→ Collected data
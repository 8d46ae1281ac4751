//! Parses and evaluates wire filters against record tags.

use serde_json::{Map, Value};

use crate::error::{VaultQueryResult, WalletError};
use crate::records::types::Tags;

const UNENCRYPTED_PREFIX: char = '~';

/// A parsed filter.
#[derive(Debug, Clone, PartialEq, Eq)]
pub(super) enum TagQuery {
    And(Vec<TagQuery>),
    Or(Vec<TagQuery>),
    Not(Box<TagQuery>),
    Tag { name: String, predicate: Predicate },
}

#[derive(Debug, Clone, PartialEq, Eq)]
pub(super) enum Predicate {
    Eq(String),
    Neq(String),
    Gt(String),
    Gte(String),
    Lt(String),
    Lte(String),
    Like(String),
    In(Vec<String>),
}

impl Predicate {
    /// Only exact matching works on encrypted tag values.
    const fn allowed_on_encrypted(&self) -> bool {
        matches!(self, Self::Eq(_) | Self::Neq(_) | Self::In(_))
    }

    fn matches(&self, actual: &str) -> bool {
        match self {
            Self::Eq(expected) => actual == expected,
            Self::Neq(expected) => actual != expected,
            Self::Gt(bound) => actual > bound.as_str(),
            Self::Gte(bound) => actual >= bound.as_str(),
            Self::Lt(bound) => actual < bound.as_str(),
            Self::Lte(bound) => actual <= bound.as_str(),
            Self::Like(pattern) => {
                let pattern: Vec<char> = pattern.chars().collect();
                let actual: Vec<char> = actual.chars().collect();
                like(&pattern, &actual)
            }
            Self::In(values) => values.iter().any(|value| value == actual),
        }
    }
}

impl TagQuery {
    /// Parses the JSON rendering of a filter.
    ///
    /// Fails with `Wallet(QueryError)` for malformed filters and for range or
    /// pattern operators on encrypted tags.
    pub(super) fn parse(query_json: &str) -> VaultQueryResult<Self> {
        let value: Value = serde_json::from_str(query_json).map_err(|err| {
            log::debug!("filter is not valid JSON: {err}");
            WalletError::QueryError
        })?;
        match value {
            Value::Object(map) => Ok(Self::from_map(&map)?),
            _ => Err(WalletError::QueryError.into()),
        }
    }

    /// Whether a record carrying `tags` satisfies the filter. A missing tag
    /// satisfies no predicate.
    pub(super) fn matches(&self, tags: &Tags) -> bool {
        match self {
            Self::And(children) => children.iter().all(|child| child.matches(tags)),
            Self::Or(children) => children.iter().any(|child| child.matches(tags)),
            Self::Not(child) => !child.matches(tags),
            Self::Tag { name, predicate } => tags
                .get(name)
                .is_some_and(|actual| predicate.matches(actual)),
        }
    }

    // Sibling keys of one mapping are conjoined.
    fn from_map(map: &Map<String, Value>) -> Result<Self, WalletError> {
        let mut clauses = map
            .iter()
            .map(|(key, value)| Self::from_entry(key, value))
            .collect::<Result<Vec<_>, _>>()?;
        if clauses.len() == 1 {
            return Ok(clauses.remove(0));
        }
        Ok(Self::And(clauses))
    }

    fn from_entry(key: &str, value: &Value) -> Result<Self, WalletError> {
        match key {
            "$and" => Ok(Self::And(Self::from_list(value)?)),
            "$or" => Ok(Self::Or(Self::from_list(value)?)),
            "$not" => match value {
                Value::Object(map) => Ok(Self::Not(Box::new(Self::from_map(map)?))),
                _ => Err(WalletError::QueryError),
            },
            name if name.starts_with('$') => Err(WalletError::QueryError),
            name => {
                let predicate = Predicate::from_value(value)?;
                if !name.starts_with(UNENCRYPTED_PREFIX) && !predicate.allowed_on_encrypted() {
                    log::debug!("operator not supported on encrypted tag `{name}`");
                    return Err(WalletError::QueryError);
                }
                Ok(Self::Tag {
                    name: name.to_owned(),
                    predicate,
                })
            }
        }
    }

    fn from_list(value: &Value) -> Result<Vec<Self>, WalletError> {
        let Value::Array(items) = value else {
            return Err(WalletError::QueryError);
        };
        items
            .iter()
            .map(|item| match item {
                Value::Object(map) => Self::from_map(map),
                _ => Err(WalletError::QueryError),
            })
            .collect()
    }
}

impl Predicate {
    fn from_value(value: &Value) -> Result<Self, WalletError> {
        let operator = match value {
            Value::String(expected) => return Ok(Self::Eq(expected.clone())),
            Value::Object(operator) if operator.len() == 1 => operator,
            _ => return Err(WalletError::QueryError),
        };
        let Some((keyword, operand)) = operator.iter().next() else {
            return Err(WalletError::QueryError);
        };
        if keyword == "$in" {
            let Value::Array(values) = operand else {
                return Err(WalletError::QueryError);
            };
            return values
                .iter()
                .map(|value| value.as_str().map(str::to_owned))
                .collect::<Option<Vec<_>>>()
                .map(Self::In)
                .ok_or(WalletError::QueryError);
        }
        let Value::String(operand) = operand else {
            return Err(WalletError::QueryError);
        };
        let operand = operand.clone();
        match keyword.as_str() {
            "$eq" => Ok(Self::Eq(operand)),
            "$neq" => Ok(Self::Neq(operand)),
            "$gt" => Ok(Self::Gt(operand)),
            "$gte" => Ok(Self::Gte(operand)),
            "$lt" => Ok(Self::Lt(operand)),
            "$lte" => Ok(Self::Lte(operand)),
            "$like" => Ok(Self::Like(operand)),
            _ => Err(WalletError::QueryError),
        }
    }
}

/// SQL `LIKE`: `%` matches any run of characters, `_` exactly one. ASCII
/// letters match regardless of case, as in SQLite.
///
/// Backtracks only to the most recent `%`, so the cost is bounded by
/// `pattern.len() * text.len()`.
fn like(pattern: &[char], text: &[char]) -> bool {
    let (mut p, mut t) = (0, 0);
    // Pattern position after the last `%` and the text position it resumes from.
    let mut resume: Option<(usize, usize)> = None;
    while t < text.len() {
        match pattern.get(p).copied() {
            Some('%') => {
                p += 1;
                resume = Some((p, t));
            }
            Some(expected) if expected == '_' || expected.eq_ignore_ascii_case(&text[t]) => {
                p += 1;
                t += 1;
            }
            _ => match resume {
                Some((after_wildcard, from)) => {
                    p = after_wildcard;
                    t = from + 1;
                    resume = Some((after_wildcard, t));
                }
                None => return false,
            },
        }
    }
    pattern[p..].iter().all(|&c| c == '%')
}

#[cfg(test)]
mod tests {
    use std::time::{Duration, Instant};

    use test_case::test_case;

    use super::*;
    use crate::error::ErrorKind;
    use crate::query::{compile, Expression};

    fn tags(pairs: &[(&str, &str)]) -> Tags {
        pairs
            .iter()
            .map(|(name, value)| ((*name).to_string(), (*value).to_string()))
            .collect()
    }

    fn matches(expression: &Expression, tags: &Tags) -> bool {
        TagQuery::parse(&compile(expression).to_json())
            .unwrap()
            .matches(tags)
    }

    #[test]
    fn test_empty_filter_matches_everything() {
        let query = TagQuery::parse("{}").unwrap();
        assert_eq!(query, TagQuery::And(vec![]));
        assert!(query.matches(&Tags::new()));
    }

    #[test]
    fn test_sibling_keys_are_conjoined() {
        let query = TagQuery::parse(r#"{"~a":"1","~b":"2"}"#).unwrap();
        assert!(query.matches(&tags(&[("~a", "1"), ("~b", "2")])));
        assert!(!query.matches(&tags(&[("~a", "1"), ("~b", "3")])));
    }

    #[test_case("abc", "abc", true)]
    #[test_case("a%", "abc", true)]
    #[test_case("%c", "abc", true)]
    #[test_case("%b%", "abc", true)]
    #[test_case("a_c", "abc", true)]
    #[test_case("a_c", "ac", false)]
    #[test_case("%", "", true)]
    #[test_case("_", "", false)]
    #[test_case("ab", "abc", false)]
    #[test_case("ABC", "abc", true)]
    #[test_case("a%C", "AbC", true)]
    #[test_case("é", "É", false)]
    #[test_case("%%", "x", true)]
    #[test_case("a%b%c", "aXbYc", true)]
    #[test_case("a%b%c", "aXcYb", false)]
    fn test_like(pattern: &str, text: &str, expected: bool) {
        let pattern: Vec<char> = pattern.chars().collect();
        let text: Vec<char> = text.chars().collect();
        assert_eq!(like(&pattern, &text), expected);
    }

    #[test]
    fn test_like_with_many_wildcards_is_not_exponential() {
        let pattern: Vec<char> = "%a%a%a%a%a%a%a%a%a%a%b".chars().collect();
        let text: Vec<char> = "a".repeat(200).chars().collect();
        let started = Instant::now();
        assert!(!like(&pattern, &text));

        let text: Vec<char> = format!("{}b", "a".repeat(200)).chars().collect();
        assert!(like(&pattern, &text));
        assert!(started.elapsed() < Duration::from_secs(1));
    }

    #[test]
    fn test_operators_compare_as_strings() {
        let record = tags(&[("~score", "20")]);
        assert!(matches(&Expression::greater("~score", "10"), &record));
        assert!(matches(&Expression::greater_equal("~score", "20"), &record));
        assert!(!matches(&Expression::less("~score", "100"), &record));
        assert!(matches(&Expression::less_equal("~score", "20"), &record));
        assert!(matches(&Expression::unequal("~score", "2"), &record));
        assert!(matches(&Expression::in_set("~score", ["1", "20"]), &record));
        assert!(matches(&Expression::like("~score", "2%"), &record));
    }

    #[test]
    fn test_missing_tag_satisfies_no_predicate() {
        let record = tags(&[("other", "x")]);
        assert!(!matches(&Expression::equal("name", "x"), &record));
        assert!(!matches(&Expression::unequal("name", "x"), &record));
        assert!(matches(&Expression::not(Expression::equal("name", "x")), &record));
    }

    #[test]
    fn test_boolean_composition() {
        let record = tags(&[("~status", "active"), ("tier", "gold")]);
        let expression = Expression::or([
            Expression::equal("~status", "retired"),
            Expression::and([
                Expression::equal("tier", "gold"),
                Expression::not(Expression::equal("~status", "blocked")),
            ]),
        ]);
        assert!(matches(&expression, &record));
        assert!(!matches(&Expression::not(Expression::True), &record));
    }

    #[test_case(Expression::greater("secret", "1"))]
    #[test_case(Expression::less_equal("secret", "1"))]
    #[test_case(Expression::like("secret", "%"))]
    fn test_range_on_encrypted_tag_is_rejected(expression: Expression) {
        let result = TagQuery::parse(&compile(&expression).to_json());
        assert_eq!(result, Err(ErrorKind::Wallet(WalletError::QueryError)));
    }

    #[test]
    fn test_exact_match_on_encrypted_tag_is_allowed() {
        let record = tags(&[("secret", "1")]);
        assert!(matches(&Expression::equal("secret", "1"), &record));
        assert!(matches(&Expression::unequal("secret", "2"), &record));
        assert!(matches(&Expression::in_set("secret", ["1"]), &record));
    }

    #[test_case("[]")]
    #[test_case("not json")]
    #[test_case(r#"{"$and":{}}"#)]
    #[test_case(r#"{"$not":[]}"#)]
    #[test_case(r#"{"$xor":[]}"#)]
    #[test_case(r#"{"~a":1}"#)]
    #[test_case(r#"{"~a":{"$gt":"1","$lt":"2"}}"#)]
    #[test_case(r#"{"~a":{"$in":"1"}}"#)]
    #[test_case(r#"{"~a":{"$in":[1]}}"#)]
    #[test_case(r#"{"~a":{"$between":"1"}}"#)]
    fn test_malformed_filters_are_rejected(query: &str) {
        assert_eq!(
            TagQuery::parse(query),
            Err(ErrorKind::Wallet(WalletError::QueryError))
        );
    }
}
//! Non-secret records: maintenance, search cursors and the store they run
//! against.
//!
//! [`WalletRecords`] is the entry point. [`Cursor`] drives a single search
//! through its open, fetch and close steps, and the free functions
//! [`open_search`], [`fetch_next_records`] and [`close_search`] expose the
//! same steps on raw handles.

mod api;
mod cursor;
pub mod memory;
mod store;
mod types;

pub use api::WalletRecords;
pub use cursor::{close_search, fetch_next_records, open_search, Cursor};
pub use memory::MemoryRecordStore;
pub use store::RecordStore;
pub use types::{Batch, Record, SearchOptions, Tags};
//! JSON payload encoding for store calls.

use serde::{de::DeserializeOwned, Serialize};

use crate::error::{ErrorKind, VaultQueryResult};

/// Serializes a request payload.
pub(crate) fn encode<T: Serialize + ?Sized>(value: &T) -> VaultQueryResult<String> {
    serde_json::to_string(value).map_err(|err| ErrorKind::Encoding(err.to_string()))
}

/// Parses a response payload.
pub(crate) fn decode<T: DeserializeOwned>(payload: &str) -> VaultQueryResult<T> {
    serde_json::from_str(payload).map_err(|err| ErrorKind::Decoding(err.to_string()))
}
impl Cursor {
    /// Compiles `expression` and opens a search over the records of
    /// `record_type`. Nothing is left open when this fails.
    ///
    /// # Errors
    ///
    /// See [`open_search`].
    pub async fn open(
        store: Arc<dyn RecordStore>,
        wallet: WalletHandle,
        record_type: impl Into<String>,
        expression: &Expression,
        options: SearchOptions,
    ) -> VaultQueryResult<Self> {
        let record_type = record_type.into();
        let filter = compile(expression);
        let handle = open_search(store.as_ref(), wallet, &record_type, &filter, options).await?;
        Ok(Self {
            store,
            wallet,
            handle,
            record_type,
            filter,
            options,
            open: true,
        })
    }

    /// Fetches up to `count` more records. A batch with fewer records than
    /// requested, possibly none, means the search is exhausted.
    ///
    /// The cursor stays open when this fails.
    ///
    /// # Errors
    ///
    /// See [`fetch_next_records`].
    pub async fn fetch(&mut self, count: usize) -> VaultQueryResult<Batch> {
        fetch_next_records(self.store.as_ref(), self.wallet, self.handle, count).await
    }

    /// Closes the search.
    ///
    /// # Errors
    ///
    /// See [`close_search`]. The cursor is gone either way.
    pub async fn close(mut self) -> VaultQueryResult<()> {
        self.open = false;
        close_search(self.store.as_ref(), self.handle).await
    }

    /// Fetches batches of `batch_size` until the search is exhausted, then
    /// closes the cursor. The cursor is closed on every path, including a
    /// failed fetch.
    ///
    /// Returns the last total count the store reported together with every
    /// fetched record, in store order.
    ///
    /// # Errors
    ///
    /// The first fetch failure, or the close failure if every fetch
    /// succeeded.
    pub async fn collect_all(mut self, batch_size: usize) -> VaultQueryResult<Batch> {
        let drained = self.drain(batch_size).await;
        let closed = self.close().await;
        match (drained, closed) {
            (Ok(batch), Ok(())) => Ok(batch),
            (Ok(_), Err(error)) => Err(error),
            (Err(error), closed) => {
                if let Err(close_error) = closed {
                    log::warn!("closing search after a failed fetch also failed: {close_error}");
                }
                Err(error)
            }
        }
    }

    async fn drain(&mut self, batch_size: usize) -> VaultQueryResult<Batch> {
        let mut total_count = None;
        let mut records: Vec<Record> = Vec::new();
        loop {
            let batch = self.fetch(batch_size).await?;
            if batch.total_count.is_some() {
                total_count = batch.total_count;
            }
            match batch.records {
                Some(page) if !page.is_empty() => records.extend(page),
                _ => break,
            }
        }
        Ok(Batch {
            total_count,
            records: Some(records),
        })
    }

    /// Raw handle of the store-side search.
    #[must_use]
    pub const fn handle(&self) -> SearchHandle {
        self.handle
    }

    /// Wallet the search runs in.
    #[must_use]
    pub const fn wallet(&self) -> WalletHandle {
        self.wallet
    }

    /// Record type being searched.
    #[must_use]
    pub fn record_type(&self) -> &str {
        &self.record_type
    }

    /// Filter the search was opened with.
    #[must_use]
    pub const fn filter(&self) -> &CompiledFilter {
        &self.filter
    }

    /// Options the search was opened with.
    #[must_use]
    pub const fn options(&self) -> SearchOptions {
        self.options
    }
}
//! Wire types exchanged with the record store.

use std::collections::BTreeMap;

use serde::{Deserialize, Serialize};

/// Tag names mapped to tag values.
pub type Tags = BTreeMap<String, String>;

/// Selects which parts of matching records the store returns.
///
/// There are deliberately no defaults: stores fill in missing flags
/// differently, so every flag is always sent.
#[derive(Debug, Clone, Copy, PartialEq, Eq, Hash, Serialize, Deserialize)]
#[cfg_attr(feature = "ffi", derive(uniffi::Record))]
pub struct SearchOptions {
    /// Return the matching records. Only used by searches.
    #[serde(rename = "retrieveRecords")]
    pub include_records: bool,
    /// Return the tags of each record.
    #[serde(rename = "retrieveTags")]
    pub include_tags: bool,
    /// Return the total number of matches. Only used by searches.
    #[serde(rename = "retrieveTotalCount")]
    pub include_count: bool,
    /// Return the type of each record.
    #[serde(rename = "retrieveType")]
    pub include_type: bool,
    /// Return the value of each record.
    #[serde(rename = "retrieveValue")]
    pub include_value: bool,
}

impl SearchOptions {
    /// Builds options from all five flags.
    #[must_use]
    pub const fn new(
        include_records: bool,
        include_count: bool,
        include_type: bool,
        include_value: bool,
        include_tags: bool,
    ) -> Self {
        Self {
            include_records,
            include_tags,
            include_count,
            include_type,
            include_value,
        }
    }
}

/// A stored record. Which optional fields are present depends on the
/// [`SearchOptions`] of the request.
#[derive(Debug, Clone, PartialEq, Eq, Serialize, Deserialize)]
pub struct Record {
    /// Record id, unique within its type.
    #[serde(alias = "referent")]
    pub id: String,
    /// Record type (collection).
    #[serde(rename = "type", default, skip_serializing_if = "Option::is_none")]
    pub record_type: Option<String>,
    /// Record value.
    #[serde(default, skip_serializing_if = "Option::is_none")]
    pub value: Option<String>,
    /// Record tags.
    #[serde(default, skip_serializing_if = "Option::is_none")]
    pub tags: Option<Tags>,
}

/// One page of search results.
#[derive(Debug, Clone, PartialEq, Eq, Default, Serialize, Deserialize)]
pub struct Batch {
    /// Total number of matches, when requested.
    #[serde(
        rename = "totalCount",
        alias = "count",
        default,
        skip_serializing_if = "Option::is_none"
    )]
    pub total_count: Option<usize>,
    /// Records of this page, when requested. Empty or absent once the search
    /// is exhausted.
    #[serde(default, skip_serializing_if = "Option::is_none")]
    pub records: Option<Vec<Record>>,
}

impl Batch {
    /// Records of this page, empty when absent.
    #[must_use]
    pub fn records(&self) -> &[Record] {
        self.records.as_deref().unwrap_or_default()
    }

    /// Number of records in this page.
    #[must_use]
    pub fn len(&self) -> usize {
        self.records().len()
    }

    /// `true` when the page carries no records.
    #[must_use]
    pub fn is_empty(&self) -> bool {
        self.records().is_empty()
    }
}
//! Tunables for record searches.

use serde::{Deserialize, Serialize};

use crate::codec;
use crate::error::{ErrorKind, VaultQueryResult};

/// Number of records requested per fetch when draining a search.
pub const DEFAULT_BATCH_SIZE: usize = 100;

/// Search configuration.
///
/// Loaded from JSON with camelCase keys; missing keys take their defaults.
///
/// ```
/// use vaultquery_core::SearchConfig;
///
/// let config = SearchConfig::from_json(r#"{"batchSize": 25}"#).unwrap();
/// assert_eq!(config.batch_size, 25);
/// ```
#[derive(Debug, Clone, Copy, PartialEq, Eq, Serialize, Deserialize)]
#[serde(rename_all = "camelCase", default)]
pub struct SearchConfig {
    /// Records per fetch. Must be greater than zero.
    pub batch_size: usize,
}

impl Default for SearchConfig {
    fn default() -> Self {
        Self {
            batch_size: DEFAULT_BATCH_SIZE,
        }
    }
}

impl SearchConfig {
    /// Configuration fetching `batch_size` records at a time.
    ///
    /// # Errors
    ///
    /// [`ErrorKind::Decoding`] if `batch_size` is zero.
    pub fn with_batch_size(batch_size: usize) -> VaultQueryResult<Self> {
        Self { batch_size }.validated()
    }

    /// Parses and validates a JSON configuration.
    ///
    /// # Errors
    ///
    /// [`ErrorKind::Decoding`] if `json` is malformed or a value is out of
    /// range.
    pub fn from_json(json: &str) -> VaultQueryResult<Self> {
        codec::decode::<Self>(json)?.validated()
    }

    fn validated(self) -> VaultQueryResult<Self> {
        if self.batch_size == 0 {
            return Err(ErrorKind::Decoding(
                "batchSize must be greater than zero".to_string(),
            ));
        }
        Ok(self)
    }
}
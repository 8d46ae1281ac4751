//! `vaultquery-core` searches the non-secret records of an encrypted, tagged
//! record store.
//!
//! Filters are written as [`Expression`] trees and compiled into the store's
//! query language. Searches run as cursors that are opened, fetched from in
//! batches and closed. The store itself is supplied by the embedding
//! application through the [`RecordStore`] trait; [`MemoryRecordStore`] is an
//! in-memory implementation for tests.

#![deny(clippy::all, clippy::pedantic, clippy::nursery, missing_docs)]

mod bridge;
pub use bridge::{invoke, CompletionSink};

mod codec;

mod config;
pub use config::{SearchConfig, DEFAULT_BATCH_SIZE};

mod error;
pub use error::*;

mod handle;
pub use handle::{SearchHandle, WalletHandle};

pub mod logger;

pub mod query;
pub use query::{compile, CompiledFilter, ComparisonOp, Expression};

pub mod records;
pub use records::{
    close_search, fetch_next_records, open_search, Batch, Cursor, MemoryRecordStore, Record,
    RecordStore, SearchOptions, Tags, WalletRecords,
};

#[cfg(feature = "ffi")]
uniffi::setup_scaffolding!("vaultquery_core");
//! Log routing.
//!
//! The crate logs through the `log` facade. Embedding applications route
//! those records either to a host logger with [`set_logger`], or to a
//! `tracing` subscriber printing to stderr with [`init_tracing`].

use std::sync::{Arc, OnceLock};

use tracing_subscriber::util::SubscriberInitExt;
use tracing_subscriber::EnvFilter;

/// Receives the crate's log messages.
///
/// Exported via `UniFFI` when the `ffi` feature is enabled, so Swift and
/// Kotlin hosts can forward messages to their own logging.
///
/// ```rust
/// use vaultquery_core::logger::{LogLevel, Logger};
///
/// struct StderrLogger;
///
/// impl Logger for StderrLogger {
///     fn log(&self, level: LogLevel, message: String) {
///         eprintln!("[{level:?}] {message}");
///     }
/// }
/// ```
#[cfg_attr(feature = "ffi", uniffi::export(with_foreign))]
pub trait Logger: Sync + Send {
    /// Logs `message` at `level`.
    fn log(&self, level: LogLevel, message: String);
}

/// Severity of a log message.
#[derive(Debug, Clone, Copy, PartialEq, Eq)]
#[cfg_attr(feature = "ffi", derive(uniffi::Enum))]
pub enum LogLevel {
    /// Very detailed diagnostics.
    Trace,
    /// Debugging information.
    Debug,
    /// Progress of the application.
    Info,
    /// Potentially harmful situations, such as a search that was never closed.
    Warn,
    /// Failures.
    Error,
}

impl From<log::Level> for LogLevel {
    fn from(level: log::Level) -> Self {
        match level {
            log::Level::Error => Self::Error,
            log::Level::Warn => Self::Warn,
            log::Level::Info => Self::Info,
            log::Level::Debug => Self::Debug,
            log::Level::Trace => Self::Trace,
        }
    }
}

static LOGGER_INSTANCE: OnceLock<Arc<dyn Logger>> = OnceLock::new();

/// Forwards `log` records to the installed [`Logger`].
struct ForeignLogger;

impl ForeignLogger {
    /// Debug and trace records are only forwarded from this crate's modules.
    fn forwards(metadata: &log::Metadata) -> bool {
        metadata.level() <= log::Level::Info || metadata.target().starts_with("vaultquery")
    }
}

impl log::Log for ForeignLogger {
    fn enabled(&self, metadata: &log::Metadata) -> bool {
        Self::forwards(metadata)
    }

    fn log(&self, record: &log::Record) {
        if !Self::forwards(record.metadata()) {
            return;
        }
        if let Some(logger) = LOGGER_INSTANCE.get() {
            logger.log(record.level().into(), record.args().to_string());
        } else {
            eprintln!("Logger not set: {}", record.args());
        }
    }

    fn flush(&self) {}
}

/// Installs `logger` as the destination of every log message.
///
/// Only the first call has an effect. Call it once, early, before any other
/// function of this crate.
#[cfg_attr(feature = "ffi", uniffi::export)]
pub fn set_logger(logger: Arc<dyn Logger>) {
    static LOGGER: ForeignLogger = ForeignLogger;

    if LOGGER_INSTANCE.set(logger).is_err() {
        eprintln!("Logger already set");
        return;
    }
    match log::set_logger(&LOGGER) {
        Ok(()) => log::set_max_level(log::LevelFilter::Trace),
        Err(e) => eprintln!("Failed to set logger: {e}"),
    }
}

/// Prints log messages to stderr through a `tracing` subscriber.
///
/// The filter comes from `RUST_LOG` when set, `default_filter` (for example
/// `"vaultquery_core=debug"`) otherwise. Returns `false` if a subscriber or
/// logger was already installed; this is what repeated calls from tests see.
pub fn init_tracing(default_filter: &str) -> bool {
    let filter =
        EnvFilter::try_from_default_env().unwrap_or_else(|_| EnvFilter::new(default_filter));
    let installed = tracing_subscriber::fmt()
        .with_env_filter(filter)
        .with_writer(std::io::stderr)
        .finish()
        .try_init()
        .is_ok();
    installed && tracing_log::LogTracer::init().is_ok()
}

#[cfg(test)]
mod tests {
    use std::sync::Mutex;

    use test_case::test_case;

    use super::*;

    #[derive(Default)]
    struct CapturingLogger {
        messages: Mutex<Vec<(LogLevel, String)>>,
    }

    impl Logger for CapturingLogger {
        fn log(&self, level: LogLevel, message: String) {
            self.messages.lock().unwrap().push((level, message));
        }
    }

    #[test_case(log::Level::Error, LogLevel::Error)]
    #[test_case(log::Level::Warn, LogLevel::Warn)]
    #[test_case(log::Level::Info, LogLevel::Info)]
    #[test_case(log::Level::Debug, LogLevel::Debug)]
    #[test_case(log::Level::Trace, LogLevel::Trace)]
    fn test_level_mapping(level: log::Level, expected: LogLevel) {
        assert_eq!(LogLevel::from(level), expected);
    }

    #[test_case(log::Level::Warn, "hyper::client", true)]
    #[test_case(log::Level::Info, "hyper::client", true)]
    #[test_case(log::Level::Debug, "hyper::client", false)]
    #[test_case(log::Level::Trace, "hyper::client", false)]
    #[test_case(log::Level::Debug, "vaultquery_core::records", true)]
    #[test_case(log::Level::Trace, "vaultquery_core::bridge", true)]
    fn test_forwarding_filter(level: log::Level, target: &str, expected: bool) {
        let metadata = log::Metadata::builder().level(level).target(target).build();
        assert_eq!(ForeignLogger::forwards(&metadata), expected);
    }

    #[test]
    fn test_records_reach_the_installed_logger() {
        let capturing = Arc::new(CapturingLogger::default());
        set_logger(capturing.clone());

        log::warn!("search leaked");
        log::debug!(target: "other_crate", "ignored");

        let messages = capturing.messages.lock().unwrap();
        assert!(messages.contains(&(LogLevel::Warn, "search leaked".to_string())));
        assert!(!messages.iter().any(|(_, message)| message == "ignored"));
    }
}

→ REQUIRED WORK
Your answer must consist solely of the lines above between the line holding "carries no records." and the line holding "fn validated(self) ->", inclusive, copied exactly.

→ EXPECTED ANSWER
    /// `true` when the page carries no records.
    #[must_use]
    pub fn is_empty(&self) -> bool {
        self.records().is_empty()
    }
}
//! Tunables for record searches.

use serde::{Deserialize, Serialize};

use crate::codec;
use crate::error::{ErrorKind, VaultQueryResult};

/// Number of records requested per fetch when draining a search.
pub const DEFAULT_BATCH_SIZE: usize = 100;

/// Search configuration.
///
/// Loaded from JSON with camelCase keys; missing keys take their defaults.
///
/// ```
/// use vaultquery_core::SearchConfig;
///
/// let config = SearchConfig::from_json(r#"{"batchSize": 25}"#).unwrap();
/// assert_eq!(config.batch_size, 25);
/// ```
#[derive(Debug, Clone, Copy, PartialEq, Eq, Serialize, Deserialize)]
#[serde(rename_all = "camelCase", default)]
pub struct SearchConfig {
    /// Records per fetch. Must be greater than zero.
    pub batch_size: usize,
}

impl Default for SearchConfig {
    fn default() -> Self {
        Self {
            batch_size: DEFAULT_BATCH_SIZE,
        }
    }
}

impl SearchConfig {
    /// Configuration fetching `batch_size` records at a time.
    ///
    /// # Errors
    ///
    /// [`ErrorKind::Decoding`] if `batch_size` is zero.
    pub fn with_batch_size(batch_size: usize) -> VaultQueryResult<Self> {
        Self { batch_size }.validated()
    }

    /// Parses and validates a JSON configuration.
    ///
    /// # Errors
    ///
    /// [`ErrorKind::Decoding`] if `json` is malformed or a value is out of
    /// range.
    pub fn from_json(json: &str) -> VaultQueryResult<Self> {
        codec::decode::<Self>(json)?.validated()
    }

    fn validated(self) -> VaultQueryResult<Self> {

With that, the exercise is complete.